Work task>
In the entries below, every line that contains "Copy" must be located and copied.
Data section Start Marker
//! # Tracking Session
//!
//! The session owns the tracked path and runs every location sample through
//! the pipeline, one sample at a time:
//!
//! ```text
//! admission -> accumulation -> closure detection -> validation -> sink
//! ```
//!
//! Samples can be processed directly with [`TrackingSession::process_sample`]
//! or pushed from any thread through a [`SampleFeed`] and processed with
//! [`TrackingSession::drain`]. Either way only the session mutates the path.
//!
//! ## Cancellation
//!
//! Every feed shares a generation counter with its session. Cancelling
//! (from a feed or via [`TrackingSession::clear`]) advances the counter:
//! samples queued under an older generation are dropped, and the path is
//! reset before the next sample is looked at.

use std::sync::Arc;
use std::sync::atomic::{AtomicU64, Ordering};
use std::sync::mpsc::{self, Receiver, Sender};

use log::{debug, info, warn};

use crate::admission::{Admission, admit};
use crate::events::{SpeedSeverity, TrackingEvent, TrackingObserver};
use crate::path::TrackedPath;
use crate::store::TerritorySink;
use crate::territory::TerritoryCandidate;
use crate::validation::{ValidationResult, validate};
use crate::{GeofenceError, Result, Sample, TrackingConfig};

/// A sample waiting in the session queue, stamped with the generation it was
/// pushed under.
#[derive(Debug, Clone, Copy)]
struct QueuedSample {
    sample: Sample,
    generation: u64,
}

/// Sending half of a session's sample queue.
///
/// Cheap to clone and safe to move to the thread receiving location fixes.
#[derive(Debug, Clone)]
pub struct SampleFeed {
    tx: Sender<QueuedSample>,
    generation: Arc<AtomicU64>,
}

impl SampleFeed {
    /// Queue a sample for the session.
    pub fn push(&self, sample: Sample) -> Result<()> {
        let generation = self.generation.load(Ordering::SeqCst);
        self.tx
            .send(QueuedSample { sample, generation })
            .map_err(|_| GeofenceError::FeedDisconnected)
    }

    /// Discard everything queued so far and reset the path before the next
    /// sample is processed.
    pub fn cancel(&self) {
        self.generation.fetch_add(1, Ordering::SeqCst);
    }
}

/// Whether the session is accepting samples.
#[derive(Debug, Clone, Copy, PartialEq, Eq)]
pub enum TrackingState {
    Idle,
    Tracking,
    /// Stopped by a pause-severity speed violation until resumed
    Paused,
}

/// What happened to one sample.
#[derive(Debug, Clone, PartialEq)]
pub enum SampleOutcome {
    /// Session not tracking
    Ignored,
    /// Coordinates out of range, or coordinates or timestamp not finite
    Invalid,
    /// Implausible speed
    Rejected {
        speed_kmh: f64,
        severity: SpeedSeverity,
    },
    /// Too close to the previous point
    Discarded,
    /// Appended; loop still open
    Appended { count: usize },
    /// Appended, closed the loop, and validated
    Closed { result: ValidationResult },
}

/// An explicitly owned tracking session.
pub struct TrackingSession {
    config: TrackingConfig,
    path: TrackedPath,
    state: TrackingState,
    warning_active: bool,
    last_result: Option<ValidationResult>,

    observers: Vec<Arc<dyn TrackingObserver>>,
    sink: Option<Box<dyn TerritorySink>>,

    // Sample queue
    tx: Sender<QueuedSample>,
    rx: Receiver<QueuedSample>,
    generation: Arc<AtomicU64>,
    seen_generation: u64,
}

impl Default for TrackingSession {
    fn default() -> Self {
        Self::new()
    }
}

impl TrackingSession {
    /// Create an idle session with default thresholds.
    pub fn new() -> Self {
        let (tx, rx) = mpsc::channel();
        Self {
            config: TrackingConfig::default(),
            path: TrackedPath::new(),
            state: TrackingState::Idle,
            warning_active: false,
            last_result: None,
            observers: Vec::new(),
            sink: None,
            tx,
            rx,
            generation: Arc::new(AtomicU64::new(0)),
            seen_generation: 0,
        }
    }

    /// Create an idle session with custom thresholds.
    pub fn with_config(config: TrackingConfig) -> Result<Self> {
        config.validate()?;
        Ok(Self {
            config,
            ..Self::new()
        })
    }

    /// Register an observer for tracking events.
    pub fn add_observer(&mut self, observer: Arc<dyn TrackingObserver>) {
        self.observers.push(observer);
    }

    /// Set where validated territories are handed off.
    pub fn set_sink(&mut self, sink: impl TerritorySink + 'static) {
        self.sink = Some(Box::new(sink));
    }

    /// Create a feed for pushing samples from another thread.
    pub fn feed(&self) -> SampleFeed {
        SampleFeed {
            tx: self.tx.clone(),
            generation: Arc::clone(&self.generation),
        }
    }

    // ========================================================================
    // Accessors
    // ========================================================================

    pub fn config(&self) -> &TrackingConfig {
        &self.config
    }

    pub fn path(&self) -> &TrackedPath {
        &self.path
    }

    pub fn state(&self) -> TrackingState {
        self.state
    }

    pub fn is_tracking(&self) -> bool {
        self.state == TrackingState::Tracking
    }

    /// Whether a speed warning is currently standing.
    pub fn has_speed_warning(&self) -> bool {
        self.warning_active
    }

    /// Verdict of the most recent closure attempt.
    pub fn last_result(&self) -> Option<&ValidationResult> {
        self.last_result.as_ref()
    }

    /// The validated loop still held by the session, if any.
    ///
    /// Present after a successful validation when no sink is set or the sink
    /// refused the candidate.
    pub fn candidate(&self) -> Option<TerritoryCandidate> {
        let result = self.last_result.as_ref()?;
        if self.path.is_closed() && result.valid {
            Some(TerritoryCandidate::new(self.path.snapshot(), result.area))
        } else {
            None
        }
    }

    // ========================================================================
    // Lifecycle
    // ========================================================================

    /// Start tracking a new loop. Any previous path and queued samples are dropped.
    pub fn start(&mut self) {
        self.generation.fetch_add(1, Ordering::SeqCst);
        self.apply_cancellation();
        self.state = TrackingState::Tracking;
        info!("Tracking started");
        self.emit(TrackingEvent::TrackingStarted);
    }

    /// Stop tracking. The path is kept until cleared or a new start.
    pub fn stop(&mut self) {
        if self.state == TrackingState::Idle {
            return;
        }
        self.state = TrackingState::Idle;
        self.warning_active = false;
        info!("Tracking stopped with {} points", self.path.len());
        self.emit(TrackingEvent::TrackingStopped);
    }

    /// Continue after a speed pause. Returns whether the session was paused.
    pub fn resume(&mut self) -> bool {
        if self.state != TrackingState::Paused {
            return false;
        }
        self.state = TrackingState::Tracking;
        self.warning_active = false;
        info!("Tracking resumed");
        self.emit(TrackingEvent::TrackingResumed);
        true
    }

    /// Reset the path and drop every queued sample.
    pub fn clear(&mut self) {
        self.generation.fetch_add(1, Ordering::SeqCst);
        self.apply_cancellation();
        info!("Path cleared");
        self.emit(TrackingEvent::PathCleared);
    }

    // ========================================================================
    // Sample Processing
    // ========================================================================

    /// Process every sample currently queued by feeds.
    ///
    /// Returns how many samples went through the pipeline (stale samples from
    /// a cancelled generation are not counted).
    pub fn drain(&mut self) -> usize {
        self.sync_generation();
        let mut processed = 0;
        while let Ok(queued) = self.rx.try_recv() {
            self.sync_generation();
            if queued.generation != self.seen_generation {
                debug!(
                    "Dropping stale sample from generation {} (current {})",
                    queued.generation, self.seen_generation
                );
                continue;
            }
            self.run_pipeline(queued.sample);
            processed += 1;
        }
        processed
    }

    /// Run one sample through the pipeline.
    pub fn process_sample(&mut self, sample: Sample) -> SampleOutcome {
        self.sync_generation();
        self.run_pipeline(sample)
    }

    fn run_pipeline(&mut self, sample: Sample) -> SampleOutcome {
        if self.state != TrackingState::Tracking {
            return SampleOutcome::Ignored;
        }

        match admit(&sample, &self.path, &self.config) {
            Admission::InvalidCoordinate => {
                debug!(
                    "Ignoring invalid coordinate ({}, {})",
                    sample.point.latitude, sample.point.longitude
                );
                return SampleOutcome::Invalid;
            }
            Admission::InvalidTimestamp => {
                debug!("Ignoring sample with timestamp {}", sample.timestamp);
                return SampleOutcome::Invalid;
            }
            Admission::Rejected {
                speed_kmh,
                severity,
            } => {
                warn!(
                    "Sample rejected at {:.1} km/h ({:?})",
                    speed_kmh, severity
                );
                self.warning_active = true;
                self.emit(TrackingEvent::SpeedWarning {
                    speed_kmh,
                    severity,
                });
                if severity == SpeedSeverity::Pause {
                    self.state = TrackingState::Paused;
                    info!("Tracking paused after speed violation");
                }
                return SampleOutcome::Rejected {
                    speed_kmh,
                    severity,
                };
            }
            Admission::Admitted { .. } => {
                if self.warning_active {
                    self.warning_active = false;
                    self.emit(TrackingEvent::SpeedNormal);
                }
            }
        }

        if !self
            .path
            .accumulate(&sample, self.config.min_displacement_m)
        {
            return SampleOutcome::Discarded;
        }

        let count = self.path.len();
        debug!("Point {} recorded", count);
        self.emit(TrackingEvent::PathPointAdded {
            count: count as u32,
        });

        if !self
            .path
            .check_closure(self.config.closure_threshold_m, self.config.min_points as usize)
        {
            return SampleOutcome::Appended { count };
        }

        info!(
            "Loop closed after {} points ({:.0}m walked)",
            count,
            self.path.total_length()
        );
        self.emit(TrackingEvent::PathClosed);

        // The path is closed, so nothing appends while we read it
        let result = validate(self.path.points(), &self.config);
        self.last_result = Some(result.clone());
        self.emit(TrackingEvent::ValidationCompleted {
            result: result.clone(),
        });

        if result.valid {
            self.hand_off(result.area);
        } else {
            info!(
                "Closure rejected ({}), continuing to walk",
                result
                    .failure_reason
                    .map_or("unknown", |reason| reason.as_str())
            );
            self.path.reopen();
        }

        SampleOutcome::Closed { result }
    }

    /// Give a validated loop to the sink. On success the path starts over.
    fn hand_off(&mut self, area: f64) {
        let Some(sink) = self.sink.as_mut() else {
            return;
        };

        let candidate = TerritoryCandidate::new(self.path.snapshot(), area);
        match sink.save(candidate) {
            Ok(()) => {
                info!("Territory handed off ({:.0}m²)", area);
                self.path.clear();
                self.warning_active = false;
                self.emit(TrackingEvent::PathCleared);
            }
            Err(e) => {
                warn!("Failed to hand off territory: {}", e);
            }
        }
    }

    // ========================================================================
    // Internals
    // ========================================================================

    /// Reset the path if a feed cancelled since the last sample.
    fn sync_generation(&mut self) {
        if self.generation.load(Ordering::SeqCst) == self.seen_generation {
            return;
        }
        self.apply_cancellation();
        info!("Sample feed cancelled, path cleared");
        self.emit(TrackingEvent::PathCleared);
    }

    fn apply_cancellation(&mut self) {
        self.seen_generation = self.generation.load(Ordering::SeqCst);
        self.path.clear();
        self.warning_active = false;
        self.last_result = None;
    }

    fn emit(&self, event: TrackingEvent) {
        for observer in &self.observers {
            observer.on_event(&event);
        }
    }
}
Data section End Marker
Response to the task>
#[derive(Debug, Clone, Copy)]
#[derive(Debug, Clone, Copy, PartialEq, Eq)]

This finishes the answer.